E o não-carente? Ah, ele vai seguindo a vida com o bom-senso e a prudência aristotélicas. Ele anda, para e escuta as vozes alheias. Pensa, realinha-se caso ache necessário e continua o ciclo. E para ele, tudo é permitido? Não, mas a sua linha do que é e o que não é permitido também não está traçada para todo o sempre. Ele se permite o retraçado, movido pela sua força interna, não pelo oba-oba do carente que concluiu que tudo é permitido. Para este, não há retraçado, só rabiscos.

Assim, a questão de se tudo é ou não permitido, caso não haja um absoluto, não se conclui por uma martelada demonstrativa, ela se fecha pela psicologia. É preciso se conhecer, perceber as suas necessidades e carências. E eu, o que eu sou, um carente ou um não-carente? Ora, eu sou um ser humano, imerso no tempo, impossível ser apenas uma coisa ou outra o tempo inteiro, a vida toda. É o que eu acho. Esmero pela sobriedade prudente. Sinto-a presente. Tenho por ideal: a não-carência e o relativismo nada oba-oba que se lhe segue.
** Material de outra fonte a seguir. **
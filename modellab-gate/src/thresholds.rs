//! Gate thresholds — every named minimum and maximum in one place.
//!
//! Constructed with `Default` or loaded from TOML; nothing in the
//! checks hard-codes a limit. Partial TOML files work: absent fields
//! keep their defaults.

use serde::{Deserialize, Serialize};
use std::path::Path;
use thiserror::Error;

#[derive(Debug, Clone, Serialize, Deserialize)]
#[serde(default)]
pub struct ValidationThresholds {
    // ── Performance floors ──
    pub min_accuracy: f64,
    pub min_precision: f64,
    pub min_recall: f64,
    pub min_f1: f64,
    pub min_sharpe: f64,
    /// Metrics passing by less than this margin draw a warning.
    pub metric_warn_margin: f64,
    /// Train/validation accuracy gap beyond this warns of overfitting.
    pub max_overfit_gap: f64,
    /// `val_loss > loss_ratio_warn * train_loss` warns.
    pub loss_ratio_warn: f64,
    /// Sharpe above this smells like leakage and warns.
    pub suspicious_sharpe: f64,

    // ── Artifact size ──
    pub max_artifact_bytes: u64,
    /// Fraction of the max at which the size check starts warning.
    pub size_warn_fraction: f64,
    /// Anything smaller than this is suspicious for a real model.
    pub min_plausible_bytes: u64,

    // ── Config ──
    pub min_feature_count: usize,

    // ── Load time ──
    pub max_load_time_ms: u64,
    /// Fraction of the budget at which the load-time check warns.
    pub load_warn_fraction: f64,
}

impl Default for ValidationThresholds {
    fn default() -> Self {
        Self {
            min_accuracy: 0.55,
            min_precision: 0.50,
            min_recall: 0.50,
            min_f1: 0.50,
            min_sharpe: 0.50,
            metric_warn_margin: 0.02,
            max_overfit_gap: 0.15,
            loss_ratio_warn: 2.0,
            suspicious_sharpe: 3.0,
            max_artifact_bytes: 100 * 1024 * 1024,
            size_warn_fraction: 0.8,
            min_plausible_bytes: 1024,
            min_feature_count: 3,
            max_load_time_ms: 50,
            load_warn_fraction: 0.7,
        }
    }
}

#[derive(Debug, Error)]
pub enum ThresholdsError {
    #[error("failed to read thresholds file '{path}': {source}")]
    Io {
        path: String,
        source: std::io::Error,
    },

    #[error("failed to parse thresholds: {0}")]
    Parse(#[from] toml::de::Error),
}

impl ValidationThresholds {
    pub fn from_toml(content: &str) -> Result<Self, ThresholdsError> {
        Ok(toml::from_str(content)?)
    }

    pub fn from_file(path: impl AsRef<Path>) -> Result<Self, ThresholdsError> {
        let path = path.as_ref();
        let content = std::fs::read_to_string(path).map_err(|source| ThresholdsError::Io {
            path: path.display().to_string(),
            source,
        })?;
        Self::from_toml(&content)
    }
}

#[cfg(test)]
mod tests {
    use super::*;

    #[test]
    fn defaults_are_sane() {
        let t = ValidationThresholds::default();
        assert_eq!(t.max_artifact_bytes, 100 * 1024 * 1024);
        assert_eq!(t.max_load_time_ms, 50);
        assert!(t.min_accuracy > 0.5);
        assert!(t.size_warn_fraction < 1.0);
    }

    #[test]
    fn partial_toml_keeps_defaults() {
        let t = ValidationThresholds::from_toml("min_accuracy = 0.7\nmax_load_time_ms = 100\n")
            .unwrap();
        assert_eq!(t.min_accuracy, 0.7);
        assert_eq!(t.max_load_time_ms, 100);
        // Untouched fields fall back to defaults.
        assert_eq!(t.min_f1, 0.50);
        assert_eq!(t.max_artifact_bytes, 100 * 1024 * 1024);
    }

    #[test]
    fn bad_toml_is_an_error() {
        assert!(ValidationThresholds::from_toml("min_accuracy = \"high\"").is_err());
    }
}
quinta-feira, abril 03, 2008

Temor

Temo: ter uma emoção que vibra pelo corpo, chega aos olhos, onde brilha seu existir e perceber que ela aí morre sem ser captada por quem está na sua origem.

terça-feira, abril 01, 2008

1 de abril.

Como hoje é um dia para se contar mentiras, eu vou me contar uma que tenha cara de verdade. Ninguém saberá, nem eu mesmo, quando comecei a mentir, se já não o fiz, nem quando pararei. Essa dúvida dará à verdade o sabor da mentira e à mentira a cara de verdade. No fundo, meus amigos, são uma e mesma coisa, faces da mesma moeda. Eu minto descaradamente, sempre menti, essa confissão vos faço com a mais límpida sinceridade e cara lavada. Minto pelo prazer da verdade. Pouco me importa se o que digo é verdade ou mentira, nunca saberei mesmo, mas que tenha a cara e o efeito da verdade, ah, para isso não poupo esforços! Não é pela diversão, eu juro, não há mentira que eu pregue sem me sentir culpado, quando abro a boca e vejo a credulidade no meu interlocutor, sinto um nojo profundo de mim mesmo, ou ódio até, apesar do meu fingimento perfeito, repito a mim mesmo o tempo todo: "vil, vil!". E não paro, sigo em frente mirabolante. Quanto mais mentirosa a mentira, mais prazer me dá ao notar que lhe conferi um ar verossímil. Prazer de vaidoso, pela astúcia engendrada? Nada disso. Sou humilde até na mentira. No fundo a obsessão que me persegue é simplesmente essa: estética. Talvez muitos não saibam, mas eu sou libriano e eis aí a chave explicativa que lhes dou. Minto porque a verdade é bela, porque tenho horror à feiúra da inverdade, da mentira. Não, eu sei que não são a mesma coisa, eu sei que a mentira é uma coisa humana e a inverdade é uma coisa lá da semântica. Mas percebam que é preciso mentir vigorosamente para encobrir esse caráter humano da mentira, para que ela resplandeça como verdade; sem mentir bem, a mentira fica assim feia com o seu aspecto mentiroso. Por isso eu minto e muito, apenas em nome do meu amor pela verdade.